Tirons le rideau qui cache les ſentiments de nos cœurs. Nous apperçevrons que c’eſt moins la voix du devoir, que la ſatisfaction de nos penchants qui les détermine ; & que peu d’hommes ſont aſſez ſûrs d’eux-mêmes pour réſiſter aux attraits d’une jolie femme, dont un coup d’œil de bonté ſoumet les puiſſances de notre ame, avant que nous nous ſoyons apperçus de ſon empire, & pu nous oppoſer à ſes progrès.

J’avais promis à Mademoiſelle de Therfort d’aller chercher la réponſe qu’elle devait faire au Chevalier. Cette occaſion me parut favorable ; je me parais plus qu’à l’ordinaire, me parfumais, & répétais pendant plus d’une heure devant les glaces, les graces avec leſquelles j’allais paraître devant le premier objet de ma tendreſſe.

Les aîles du deſir & de l’eſpérance m’amenerent au parloir. Euphroſine ne me fait pas attendre.

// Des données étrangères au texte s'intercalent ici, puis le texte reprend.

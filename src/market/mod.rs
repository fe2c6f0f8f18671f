//! ═══════════════════════════════════════════════════════════════════════════
//! 📐 MARKET VALIDATOR — tick/step normalization and order sanity checks
//!
//! Stateless service over a static per-symbol `MarketInfo` table. Every price
//! and quantity that crosses into an exchange call passes through here first;
//! it is the single place `Decimal` values get floored to exchange precision.
//! ═══════════════════════════════════════════════════════════════════════════

use crate::error::MarketError;
use rust_decimal::Decimal;
use rust_decimal_macros::dec;
use serde::{Deserialize, Serialize};
use std::collections::HashMap;

/// Immutable, per-symbol exchange metadata.
#[derive(Debug, Clone, Serialize, Deserialize, PartialEq)]
pub struct MarketInfo {
    pub symbol: String,
    pub tick_size: Decimal,
    pub step_size: Decimal,
    pub min_notional: Decimal,
    pub min_price: Option<Decimal>,
    pub max_price: Option<Decimal>,
    pub min_quantity: Option<Decimal>,
    pub max_quantity: Option<Decimal>,
}

impl MarketInfo {
    pub fn new(symbol: impl Into<String>, tick_size: Decimal, step_size: Decimal, min_notional: Decimal) -> Self {
        Self {
            symbol: symbol.into(),
            tick_size,
            step_size,
            min_notional,
            min_price: None,
            max_price: None,
            min_quantity: None,
            max_quantity: None,
        }
    }

    pub fn with_price_bounds(mut self, min: Decimal, max: Decimal) -> Self {
        self.min_price = Some(min);
        self.max_price = Some(max);
        self
    }

    pub fn with_quantity_bounds(mut self, min: Decimal, max: Decimal) -> Self {
        self.min_quantity = Some(min);
        self.max_quantity = Some(max);
        self
    }
}

/// Direction/grid-type facing config passed to `validate_config`.
#[derive(Debug, Clone, Copy)]
pub struct GridConfigBounds {
    pub lower: Decimal,
    pub current: Decimal,
    pub upper: Decimal,
    pub grid_levels: u32,
    pub total_margin: Decimal,
    pub min_margin: Decimal,
}

/// Floors `value` to the nearest multiple of `step` at or below it.
fn floor_to_step(value: Decimal, step: Decimal) -> Decimal {
    if step <= Decimal::ZERO {
        return value;
    }
    (value / step).floor() * step
}

fn clamp(value: Decimal, min: Option<Decimal>, max: Option<Decimal>) -> Decimal {
    let mut v = value;
    if let Some(min) = min {
        if v < min {
            v = min;
        }
    }
    if let Some(max) = max {
        if v > max {
            v = max;
        }
    }
    v
}

/// Normalizes one exchange symbol's loose ticker spelling (`BTCUSDT`,
/// `BTCUSDC`, `btc-usdc`, …) to the canonical `PERP_<BASE>_USDC` form that
/// keys the `MarketValidator` table.
pub fn symbol_alias(ticker: &str) -> String {
    let upper = ticker.to_uppercase().replace(['-', '/'], "");
    if upper.starts_with("PERP_") {
        return upper;
    }
    let base = upper
        .strip_suffix("USDC")
        .or_else(|| upper.strip_suffix("USDT"))
        .unwrap_or(upper.as_str());
    format!("PERP_{}_USDC", base)
}

/// Stateless validator over a symbol → `MarketInfo` table.
#[derive(Debug, Clone, Default)]
pub struct MarketValidator {
    table: HashMap<String, MarketInfo>,
}

impl MarketValidator {
    pub fn new() -> Self {
        Self { table: HashMap::new() }
    }

    pub fn with_market(mut self, info: MarketInfo) -> Self {
        self.table.insert(info.symbol.clone(), info);
        self
    }

    pub fn register(&mut self, info: MarketInfo) {
        self.table.insert(info.symbol.clone(), info);
    }

    pub fn get_market(&self, symbol: &str) -> Option<&MarketInfo> {
        self.table
            .get(symbol)
            .or_else(|| self.table.get(&symbol_alias(symbol)))
    }

    /// Floors `price` to `tick_size`, then clamps into `[min_price, max_price]`.
    pub fn normalize_price(&self, price: Decimal, market: &MarketInfo) -> Decimal {
        let stepped = floor_to_step(price, market.tick_size);
        clamp(stepped, market.min_price, market.max_price)
    }

    /// Floors `qty` to `step_size`, then clamps into `[min_quantity, max_quantity]`.
    pub fn normalize_quantity(&self, qty: Decimal, market: &MarketInfo) -> Decimal {
        let stepped = floor_to_step(qty, market.step_size);
        clamp(stepped, market.min_quantity, market.max_quantity)
    }

    /// Normalizes and checks min-notional for an order.
    pub fn validate_order(
        &self,
        symbol: &str,
        price: Decimal,
        qty: Decimal,
    ) -> Result<(Decimal, Decimal), MarketError> {
        let market = self
            .get_market(symbol)
            .ok_or_else(|| MarketError::UnsupportedSymbol(symbol.to_string()))?;

        let norm_price = self.normalize_price(price, market);
        let norm_qty = self.normalize_quantity(qty, market);
        let notional = norm_price * norm_qty;

        if notional < market.min_notional {
            return Err(MarketError::BelowMinNotional {
                symbol: symbol.to_string(),
                notional: notional.to_string(),
                min_notional: market.min_notional.to_string(),
            });
        }

        Ok((norm_price, norm_qty))
    }

    /// Validates a proposed grid's price corridor and capital allocation.
    pub fn validate_config(&self, symbol: &str, bounds: GridConfigBounds) -> Result<(), MarketError> {
        let market = self
            .get_market(symbol)
            .ok_or_else(|| MarketError::UnsupportedSymbol(symbol.to_string()))?;

        if !(bounds.lower < bounds.current && bounds.current < bounds.upper) {
            return Err(MarketError::InvalidGridConfig {
                reason: format!(
                    "corridor must satisfy lower < current < upper (got {} < {} < {})",
                    bounds.lower, bounds.current, bounds.upper
                ),
            });
        }

        if bounds.grid_levels < 2 {
            return Err(MarketError::InvalidGridConfig {
                reason: format!("grid_levels must be >= 2 (got {})", bounds.grid_levels),
            });
        }

        if bounds.total_margin <= bounds.min_margin {
            return Err(MarketError::InvalidGridConfig {
                reason: format!(
                    "total_margin {} must exceed min_margin {}",
                    bounds.total_margin, bounds.min_margin
                ),
            });
        }

        let per_grid_notional = bounds.total_margin / Decimal::from(bounds.grid_levels);
        if per_grid_notional < market.min_notional {
            return Err(MarketError::InvalidGridConfig {
                reason: format!(
                    "per-grid notional {} below min_notional {}",
                    per_grid_notional, market.min_notional
                ),
            });
        }

        let width = bounds.upper - bounds.lower;
        let min_width = bounds.current * dec!(0.01);
        if width < min_width {
            return Err(MarketError::InvalidGridConfig {
                reason: format!("corridor width {} below 1% of current price ({})", width, min_width),
            });
        }

        Ok(())
    }
}

#[cfg(test)]
mod tests {
    use super::*;
    use rust_decimal_macros::dec;

    fn btc_market() -> MarketInfo {
        MarketInfo::new("PERP_BTC_USDC", dec!(0.1), dec!(0.0001), dec!(10))
    }

    #[test]
    fn normalize_price_floors_to_tick() {
        let validator = MarketValidator::new().with_market(btc_market());
        let market = validator.get_market("PERP_BTC_USDC").unwrap();
        let normalized = validator.normalize_price(dec!(42500.57), market);
        assert_eq!(normalized, dec!(42500.5));
    }

    #[test]
    fn normalize_quantity_floors_to_step() {
        let validator = MarketValidator::new().with_market(btc_market());
        let market = validator.get_market("PERP_BTC_USDC").unwrap();
        let normalized = validator.normalize_quantity(dec!(1.00006), market);
        assert_eq!(normalized, dec!(1.0));
    }

    #[test]
    fn validate_order_rejects_unsupported_symbol() {
        let validator = MarketValidator::new().with_market(btc_market());
        let err = validator.validate_order("PERP_ETH_USDC", dec!(2000), dec!(1)).unwrap_err();
        assert!(matches!(err, MarketError::UnsupportedSymbol(_)));
    }

    #[test]
    fn validate_order_rejects_below_min_notional() {
        let validator = MarketValidator::new().with_market(btc_market());
        let err = validator.validate_order("PERP_BTC_USDC", dec!(42500), dec!(0.0001)).unwrap_err();
        assert!(matches!(err, MarketError::BelowMinNotional { .. }));
    }

    #[test]
    fn validate_config_requires_corridor_ordering() {
        let validator = MarketValidator::new().with_market(btc_market());
        let bounds = GridConfigBounds {
            lower: dec!(43000),
            current: dec!(42000),
            upper: dec!(44000),
            grid_levels: 10,
            total_margin: dec!(10000),
            min_margin: dec!(100),
        };
        let err = validator.validate_config("PERP_BTC_USDC", bounds).unwrap_err();
        assert!(matches!(err, MarketError::InvalidGridConfig { .. }));
    }

    #[test]
    fn validate_config_requires_minimum_corridor_width() {
        let validator = MarketValidator::new().with_market(btc_market());
        let bounds = GridConfigBounds {
            lower: dec!(41999),
            current: dec!(42000),
            upper: dec!(42001),
            grid_levels: 10,
            total_margin: dec!(10000),
            min_margin: dec!(100),
        };
        let err = validator.validate_config("PERP_BTC_USDC", bounds).unwrap_err();
        assert!(matches!(err, MarketError::InvalidGridConfig { .. }));
    }

    #[test]
    fn symbol_alias_normalizes_loose_tickers() {
        assert_eq!(symbol_alias("BTCUSDT"), "PERP_BTC_USDC");
        assert_eq!(symbol_alias("btc-usdc"), "PERP_BTC_USDC");
        assert_eq!(symbol_alias("PERP_BTC_USDC"), "PERP_BTC_USDC");
    }
}
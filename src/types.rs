//! ═══════════════════════════════════════════════════════════════════════════
//! SHARED TYPES — side/order-type enums used across every component
//! ═══════════════════════════════════════════════════════════════════════════

use serde::{Deserialize, Serialize};
use std::fmt;

#[derive(Debug, Clone, Copy, PartialEq, Eq, Hash, Serialize, Deserialize)]
#[serde(rename_all = "UPPERCASE")]
pub enum Side {
    Buy,
    Sell,
}

impl Side {
    pub fn opposite(self) -> Side {
        match self {
            Side::Buy => Side::Sell,
            Side::Sell => Side::Buy,
        }
    }

    pub fn from_str_loose(s: &str) -> Option<Side> {
        match s.to_uppercase().as_str() {
            "BUY" | "LONG" => Some(Side::Buy),
            "SELL" | "SHORT" => Some(Side::Sell),
            _ => None,
        }
    }
}

impl fmt::Display for Side {
    fn fmt(&self, f: &mut fmt::Formatter<'_>) -> fmt::Result {
        match self {
            Side::Buy => write!(f, "BUY"),
            Side::Sell => write!(f, "SELL"),
        }
    }
}

#[derive(Debug, Clone, Copy, PartialEq, Eq, Hash, Serialize, Deserialize)]
#[serde(rename_all = "UPPERCASE")]
pub enum OrderType {
    Limit,
    Market,
}

impl fmt::Display for OrderType {
    fn fmt(&self, f: &mut fmt::Formatter<'_>) -> fmt::Result {
        match self {
            OrderType::Limit => write!(f, "LIMIT"),
            OrderType::Market => write!(f, "MARKET"),
        }
    }
}

/// A `(price, side)` pair used throughout the duplicate-guard machinery.
/// `Decimal` doesn't implement `Hash`/`Eq` stably across scales, so the key
/// is normalized string form at construction time.
#[derive(Debug, Clone, PartialEq, Eq, Hash)]
pub struct PriceKey(String, Side);

impl PriceKey {
    pub fn new(price: rust_decimal::Decimal, side: Side) -> Self {
        Self(price.normalize().to_string(), side)
    }

    pub fn side(&self) -> Side {
        self.1
    }

    /// Recovers the normalized price this key was built from. Used by the
    /// fuzzy duplicate-order check, which compares prices across keys rather
    /// than relying on exact string equality.
    pub fn price(&self) -> rust_decimal::Decimal {
        self.0.parse().unwrap_or_default()
    }
}

impl fmt::Display for PriceKey {
    fn fmt(&self, f: &mut fmt::Formatter<'_>) -> fmt::Result {
        write!(f, "{}@{}", self.1, self.0)
    }
}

Par un événement ſingulier. Elle avait ce jour là épuiſé toutes les reſſources de la toilette, dans l’intention d’achever ma défaite. Mais nous n’avions nul beſoin d’avoir recours à l’art ; nos cœurs étoient trop faits l’un pour l’autre ; la chaîne en était formée par la nature ; il ne manquait que l’occaſion de la nouer ; elle ſe préſenta, l’amour ne fit que la reſſerrer davantage. Je l’aimais, je lui déclarai, je lui plaiſais, elle me l’avoua, en fallait-il plus pour la ſeconde entrevue ? Elle fut même ſi préjudiciable au Chevalier, qu’il ſe trouva qu’en nous quittant il n’avoit plus d’amante.

Il était à propos de trouver quelque prétexte apparent qui pût nous délivrer de ſes importunités. À chaque courrier, il nous aſſommait d’élégies. Euphroſine qui avoit plus d’expérience que moi, ſe chargea de ce ſoin ; elle lui écrivit que ſes parens deſiroient l’avoir auprès d’eux, & que l’ordre & l’arrangement de ſon départ étoient fixés. Elle lui marqua combien cet événement contrariait ſes deſirs & affligeait ſon ame, en mettant fin à leur commerce littéraire.

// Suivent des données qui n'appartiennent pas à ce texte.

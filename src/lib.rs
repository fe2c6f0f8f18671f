//! ═══════════════════════════════════════════════════════════════════════
//! PERP GRID ENGINE — automated perpetual-futures grid trading + copy-trading
//!
//! • Deterministic arithmetic/geometric grid signal generation
//! • Idempotent order and fill tracking, FIFO realized/unrealized PnL
//! • Per-follower risk-gated copy-trading fan-out from a leader account
//! • Resilient exchange WebSocket supervision: backoff, circuit breaker,
//!   duplicate-fill suppression
//! • Bounded single-consumer session event queue with privileged stop events
//!
//! Version: 0.1.0
//! License: MIT
//! ═══════════════════════════════════════════════════════════════════════

#![allow(missing_docs)]
#![allow(missing_debug_implementations)]
#![warn(rust_2018_idioms, unreachable_pub)]
#![deny(unsafe_code)]
#![allow(clippy::too_many_arguments)]

// ═══════════════════════════════════════════════════════════════════════
// Module Declarations
// ═══════════════════════════════════════════════════════════════════════

pub mod config;
pub mod error;
pub mod types;

pub mod market;
pub mod exchange;
pub mod grid;
pub mod order_tracker;
pub mod profit_tracker;
pub mod session_queue;
pub mod ws_supervisor;
pub mod grid_bot;

pub mod leader_monitor;
pub mod risk_controller;
pub mod copy_bot;
pub mod copy_session_manager;

pub mod persistence;

// ═══════════════════════════════════════════════════════════════════════
// Public API Exports
// ═══════════════════════════════════════════════════════════════════════

pub use config::Config;
pub use types::{OrderType, PriceKey, Side};

pub use grid::{
    Direction, FillEvent, GridConfig, GridSignalGenerator, GridType, SignalType, StopReason, TradingSignal,
};
pub use grid_bot::GridTradingBot;
pub use market::{MarketInfo, MarketValidator};
pub use order_tracker::{OrderStatus, OrderTracker};
pub use profit_tracker::ProfitTracker;
pub use session_queue::{SessionEvent, SessionEventQueue};
pub use ws_supervisor::WebSocketSupervisor;

pub use copy_bot::CopyTradingBot;
pub use copy_session_manager::CopyTradingSessionManager;
pub use leader_monitor::{LeaderMonitor, LeaderTradeEvent};
pub use risk_controller::{RiskController, RiskLimits, ValidationResult};

pub use exchange::{ExchangeClient, SimulatedExchangeClient};
pub use persistence::{LoggingSink, SummarySink};

// ═══════════════════════════════════════════════════════════════════════
// Library Metadata
// ═══════════════════════════════════════════════════════════════════════

pub const VERSION: &str = env!("CARGO_PKG_VERSION");
pub const NAME: &str = env!("CARGO_PKG_NAME");

/// Initializes logging at the given level (respects `RUST_LOG` if already set)
/// and prints a one-line startup banner. Call once from `main`.
pub fn init() -> anyhow::Result<()> {
    if std::env::var("RUST_LOG").is_err() {
        std::env::set_var("RUST_LOG", "info");
    }
    env_logger::try_init().ok();
    log::info!("{} v{} starting", NAME, VERSION);
    Ok(())
}

/// Initializes logging, then validates the supplied configuration, logging
/// its salient fields. Returns an error if the configuration fails validation.
pub fn init_with_config(config: &Config) -> anyhow::Result<()> {
    init()?;
    config.validate_all()?;
    log::info!(
        "config loaded: symbol={} grid_levels={} testnet={}",
        config.grid.symbol, config.grid.grid_levels, config.exchange.orderly_testnet
    );
    Ok(())
}

pub fn version() -> &'static str {
    VERSION
}

pub fn version_string() -> String {
    format!("{NAME} v{VERSION}")
}

pub mod prelude {
    pub use crate::config::Config;
    pub use crate::copy_bot::CopyTradingBot;
    pub use crate::copy_session_manager::CopyTradingSessionManager;
    pub use crate::exchange::{ExchangeClient, SimulatedExchangeClient};
    pub use crate::grid::{Direction, GridConfig, GridSignalGenerator, GridType};
    pub use crate::grid_bot::GridTradingBot;
    pub use crate::leader_monitor::LeaderMonitor;
    pub use crate::risk_controller::{RiskController, RiskLimits};
    pub use crate::types::{OrderType, Side};
    pub use crate::{init, init_with_config, version};
    pub use anyhow::{Context, Result};
}

pub fn is_test_mode() -> bool {
    cfg!(test)
}

pub fn is_debug_mode() -> bool {
    cfg!(debug_assertions)
}

pub fn has_backtrace() -> bool {
    std::env::var("RUST_BACKTRACE").is_ok()
}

Quel coup pour Nanlo qui idolâtrait ſon amante ! À peine pouvoit-il y ſurvivre ſuivant ce qu’il me manda ; il maudiſſait à l’envie les ſaints du paradis, & les diables de l’enfer. Mais ſoit qu’il ſoupçonnât notre perfidie lorſqu’il eut fait des réflexions ſur le caractere léger des femmes, ou qu’il convînt de la vérité de ce viel adage, qui dit que les abſents ont toujours tort ; ſoit qu’il ſuccombât ſous le poids de ſa douleur, je ne reçus plus de ſes nouvelles, & j’ignore encore ce qu’il eſt devenu.

Il y avait deux mois que je faiſais aſſiduement la cour à la belle penſionnaire, lorſque ſes parens projetterent de la marier avec un de ces êtres, dont tout le mérite conſiſte à porter le nom, & à être l’héritier préſomptif d’un Financier adroit. Elle m’en parla, & cela amena naturellement l’occaſion de lui demander un gage irrévocable de ſon amour. La propoſition n’était ſans doute pas à ſa place ; mais le tempérament, autant que le penchant, parlaient en ma faveur, & ils parlerent ſi fort, que le grillage ne nous oppoſa qu’un obſtacle impuiſſant.

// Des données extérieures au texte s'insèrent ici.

//! ═══════════════════════════════════════════════════════════════════════════
//! 🪞 COPY TRADING BOT — per-follower executor
//!
//! Consumes leader events, validates via `RiskController`, and issues orders
//! on the follower's account. `_execution_lock` serializes copies per
//! follower so two leader events never race into out-of-order fills.
//! ═══════════════════════════════════════════════════════════════════════════

use crate::exchange::{ExchangeClient, OrderSideApi};
use crate::leader_monitor::{LeaderOrderType, LeaderTradeAction, LeaderTradeEvent, TradeCallback};
use crate::risk_controller::RiskController;
use async_trait::async_trait;
use chrono::{DateTime, Utc};
use log::{info, warn};
use rust_decimal::Decimal;
use serde::Serialize;
use std::collections::VecDeque;
use std::sync::atomic::{AtomicBool, AtomicU64, Ordering};
use std::sync::Arc;
use tokio::sync::Mutex;

const LATENCY_LOG_MAX: usize = 1_000;
const LATENCY_LOG_COMPACT_TO: usize = 500;

#[derive(Debug, Clone, Copy, PartialEq, Eq, Serialize)]
pub enum CopyTradeStatus {
    Executed,
    Skipped,
    Failed,
}

#[derive(Debug, Clone, Serialize)]
pub struct CopyTradeRecord {
    pub leader_id: String,
    pub follower_id: String,
    pub leader_order_id: String,
    pub follower_order_id: Option<String>,
    pub symbol: String,
    pub action: LeaderTradeAction,
    pub order_type: LeaderOrderType,
    pub side: crate::types::Side,
    pub leader_price: Decimal,
    pub leader_quantity: Decimal,
    pub follower_price: Option<Decimal>,
    pub follower_quantity: Decimal,
    pub copy_ratio: Decimal,
    pub status: CopyTradeStatus,
    pub failure_reason: Option<String>,
    pub leader_timestamp: DateTime<Utc>,
    pub follower_timestamp: Option<DateTime<Utc>>,
    pub latency_ms: Option<f64>,
    pub slippage: Option<Decimal>,
}

#[derive(Debug, Clone, Serialize)]
pub struct CopyTradeResult {
    pub success: bool,
    pub follower_id: String,
    pub leader_order_id: String,
    pub follower_order_id: Option<String>,
    pub status: CopyTradeStatus,
    pub executed_price: Option<Decimal>,
    pub executed_quantity: Option<Decimal>,
    pub latency_ms: Option<f64>,
    pub error_message: Option<String>,
}

#[derive(Debug, Clone, Default, Serialize)]
pub struct FollowerStatistics {
    pub total_trades: u64,
    pub successful_trades: u64,
    pub failed_trades: u64,
    pub skipped_trades: u64,
    pub total_profit: Decimal,
    pub total_slippage: Decimal,
}

impl FollowerStatistics {
    pub fn success_rate(&self) -> f64 {
        if self.total_trades == 0 {
            return 0.0;
        }
        self.successful_trades as f64 / self.total_trades as f64
    }
}

struct Stats {
    counters: FollowerStatistics,
    latency_log: VecDeque<f64>,
    trade_log: Vec<CopyTradeRecord>,
}

/// Per-follower executor. Holds the follower's exchange client, its
/// `RiskController`, and the serialization lock for in-flight copies.
pub struct CopyTradingBot {
    follower_id: String,
    copy_ratio: Decimal,
    client: Arc<dyn ExchangeClient>,
    risk: Arc<RiskController>,
    running: AtomicBool,
    skipped_trades: AtomicU64,
    execution_lock: Mutex<()>,
    stats: Mutex<Stats>,
}

impl CopyTradingBot {
    pub fn new(follower_id: impl Into<String>, copy_ratio: Decimal, client: Arc<dyn ExchangeClient>, risk: Arc<RiskController>) -> Self {
        Self {
            follower_id: follower_id.into(),
            copy_ratio,
            client,
            risk,
            running: AtomicBool::new(true),
            skipped_trades: AtomicU64::new(0),
            execution_lock: Mutex::new(()),
            stats: Mutex::new(Stats {
                counters: FollowerStatistics::default(),
                latency_log: VecDeque::new(),
                trade_log: Vec::new(),
            }),
        }
    }

    pub fn stop(&self) {
        self.running.store(false, Ordering::SeqCst);
    }

    pub fn is_running(&self) -> bool {
        self.running.load(Ordering::SeqCst)
    }

    pub async fn statistics(&self) -> FollowerStatistics {
        self.stats.lock().await.counters.clone()
    }

    pub async fn trade_log(&self) -> Vec<CopyTradeRecord> {
        self.stats.lock().await.trade_log.clone()
    }

    /// Main entry point: handles one leader trade event end to end.
    pub async fn handle_leader_trade(&self, event: LeaderTradeEvent) -> CopyTradeResult {
        let _guard = self.execution_lock.lock().await;
        let start = std::time::Instant::now();

        if !self.is_running() {
            return self.skip(&event, "bot not running").await;
        }

        let validation = self.risk.validate_trade(&event, self.copy_ratio, None).await;
        if !validation.is_valid {
            let reason = validation.reason.unwrap_or_else(|| "risk rejected".to_string());
            return self.skip(&event, &reason).await;
        }

        let follower_qty = validation.adjusted_qty.unwrap_or(event.quantity * self.copy_ratio);

        let exec_result = match event.order_type {
            LeaderOrderType::Market => self.client.create_market_order(&event.symbol, to_api_side(event.side), follower_qty).await,
            LeaderOrderType::Limit => {
                self.client
                    .create_limit_order(&event.symbol, to_api_side(event.side), event.price, follower_qty)
                    .await
            }
        };

        let latency_ms = start.elapsed().as_secs_f64() * 1000.0;
        self.record_latency(latency_ms).await;

        match exec_result {
            Ok(ack) => {
                self.risk
                    .record_trade_result(&event.symbol, follower_qty, event.price, event.side, event.action, None)
                    .await;

                let record = CopyTradeRecord {
                    leader_id: event.leader_id.clone(),
                    follower_id: self.follower_id.clone(),
                    leader_order_id: event.order_id.clone(),
                    follower_order_id: Some(ack.order_id.clone()),
                    symbol: event.symbol.clone(),
                    action: event.action,
                    order_type: event.order_type,
                    side: event.side,
                    leader_price: event.price,
                    leader_quantity: event.quantity,
                    follower_price: Some(event.price),
                    follower_quantity: follower_qty,
                    copy_ratio: self.copy_ratio,
                    status: CopyTradeStatus::Executed,
                    failure_reason: None,
                    leader_timestamp: event.timestamp,
                    follower_timestamp: Some(Utc::now()),
                    latency_ms: Some(latency_ms),
                    slippage: None,
                };

                let mut stats = self.stats.lock().await;
                stats.counters.total_trades += 1;
                stats.counters.successful_trades += 1;
                push_bounded(&mut stats.trade_log, record.clone(), 10_000);

                info!(
                    "follower {} copied leader {} order {}: {} {} @ {} (latency {:.1}ms)",
                    self.follower_id, event.leader_id, event.order_id, event.side, follower_qty, event.price, latency_ms
                );

                CopyTradeResult {
                    success: true,
                    follower_id: self.follower_id.clone(),
                    leader_order_id: event.order_id,
                    follower_order_id: Some(ack.order_id),
                    status: CopyTradeStatus::Executed,
                    executed_price: Some(event.price),
                    executed_quantity: Some(follower_qty),
                    latency_ms: Some(latency_ms),
                    error_message: None,
                }
            }
            Err(e) => {
                warn!("follower {} failed to copy leader {} order: {}", self.follower_id, event.leader_id, e);
                let mut stats = self.stats.lock().await;
                stats.counters.total_trades += 1;
                stats.counters.failed_trades += 1;

                CopyTradeResult {
                    success: false,
                    follower_id: self.follower_id.clone(),
                    leader_order_id: event.order_id,
                    follower_order_id: None,
                    status: CopyTradeStatus::Failed,
                    executed_price: None,
                    executed_quantity: None,
                    latency_ms: Some(latency_ms),
                    error_message: Some(e.to_string()),
                }
            }
        }
    }

    async fn skip(&self, event: &LeaderTradeEvent, reason: &str) -> CopyTradeResult {
        self.skipped_trades.fetch_add(1, Ordering::SeqCst);
        let mut stats = self.stats.lock().await;
        stats.counters.total_trades += 1;
        stats.counters.skipped_trades += 1;
        push_bounded(
            &mut stats.trade_log,
            CopyTradeRecord {
                leader_id: event.leader_id.clone(),
                follower_id: self.follower_id.clone(),
                leader_order_id: event.order_id.clone(),
                follower_order_id: None,
                symbol: event.symbol.clone(),
                action: event.action,
                order_type: event.order_type,
                side: event.side,
                leader_price: event.price,
                leader_quantity: event.quantity,
                follower_price: None,
                follower_quantity: Decimal::ZERO,
                copy_ratio: self.copy_ratio,
                status: CopyTradeStatus::Skipped,
                failure_reason: Some(reason.to_string()),
                leader_timestamp: event.timestamp,
                follower_timestamp: Some(Utc::now()),
                latency_ms: None,
                slippage: None,
            },
            10_000,
        );

        CopyTradeResult {
            success: false,
            follower_id: self.follower_id.clone(),
            leader_order_id: event.order_id.clone(),
            follower_order_id: None,
            status: CopyTradeStatus::Skipped,
            executed_price: None,
            executed_quantity: None,
            latency_ms: None,
            error_message: Some(reason.to_string()),
        }
    }

    async fn record_latency(&self, latency_ms: f64) {
        let mut stats = self.stats.lock().await;
        stats.latency_log.push_back(latency_ms);
        if stats.latency_log.len() > LATENCY_LOG_MAX {
            while stats.latency_log.len() > LATENCY_LOG_COMPACT_TO {
                stats.latency_log.pop_front();
            }
        }
    }
}

fn to_api_side(side: crate::types::Side) -> OrderSideApi {
    match side {
        crate::types::Side::Buy => OrderSideApi::Buy,
        crate::types::Side::Sell => OrderSideApi::Sell,
    }
}

fn push_bounded<T>(log: &mut Vec<T>, item: T, max: usize) {
    log.push(item);
    if log.len() > max {
        log.remove(0);
    }
}

/// Adapter registered on a `LeaderMonitor` so the follower callback list can
/// hold `Arc<dyn TradeCallback>` while dispatching into this bot.
pub struct CopyTradingCallback(pub Arc<CopyTradingBot>);

#[async_trait]
impl TradeCallback for CopyTradingCallback {
    async fn on_trade(&self, event: LeaderTradeEvent) {
        let _ = self.0.handle_leader_trade(event).await;
    }
}

#[cfg(test)]
mod tests {
    use super::*;
    use crate::exchange::SimulatedExchangeClient;
    use crate::leader_monitor::LeaderOrderType;
    use crate::risk_controller::RiskLimits;
    use rust_decimal_macros::dec;

    fn limits() -> RiskLimits {
        RiskLimits {
            max_per_trade_amount: dec!(100000),
            daily_max_loss: dec!(500),
            max_position_count: 5,
            max_position_value: dec!(1000000),
            max_single_position_ratio: dec!(0.9),
        }
    }

    fn event() -> LeaderTradeEvent {
        LeaderTradeEvent {
            leader_id: "leader1".into(),
            order_id: "1".into(),
            symbol: "PERP_BTC_USDC".into(),
            side: crate::types::Side::Buy,
            order_type: LeaderOrderType::Market,
            price: dec!(42000),
            quantity: dec!(1.0),
            action: LeaderTradeAction::Open,
            timestamp: Utc::now(),
            raw_payload: serde_json::json!({}),
        }
    }

    #[tokio::test]
    async fn successful_copy_records_a_trade() {
        let client = Arc::new(SimulatedExchangeClient::new());
        let risk = Arc::new(RiskController::new("f1", limits()));
        let bot = CopyTradingBot::new("f1", dec!(0.1), client, risk);

        let result = bot.handle_leader_trade(event()).await;
        assert!(result.success);
        assert_eq!(bot.statistics().await.successful_trades, 1);
    }

    #[tokio::test]
    async fn stopped_bot_skips_trades() {
        let client = Arc::new(SimulatedExchangeClient::new());
        let risk = Arc::new(RiskController::new("f1", limits()));
        let bot = CopyTradingBot::new("f1", dec!(0.1), client, risk);
        bot.stop();

        let result = bot.handle_leader_trade(event()).await;
        assert!(!result.success);
        assert_eq!(result.status, CopyTradeStatus::Skipped);
    }
}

Trois mois que nous paſſâmes dans la plus grande volupté, s’écoulerent comme l’ombre. Mais les inquiétudes ſuccederent aux plaiſirs, & les ſoucis à l’enjouement. Ces ſources vermeilles qui tariſſent & ſe renouvellent à temps marqué chez les femmes, apprirent bientôt, par leur ſéchereſſe, à mon amante qu’elle ne tarderait pas d’être mere. Elle me témoigna ſes chagrins ; il m’était impoſſible de les faire diſparaître ; mon âge & ma fortune ne me permettant point de prendre le titre ſacré de ſon époux. Elle conſentit donc à ſe marier avec M. de … Comme c’était le ſeul point qu’on attendait pour les unir, tout étant arrangé & d’accord du côté des parents, ſon hymen célébré, peu de jours après mit fin à ſes craintes & à nos amours.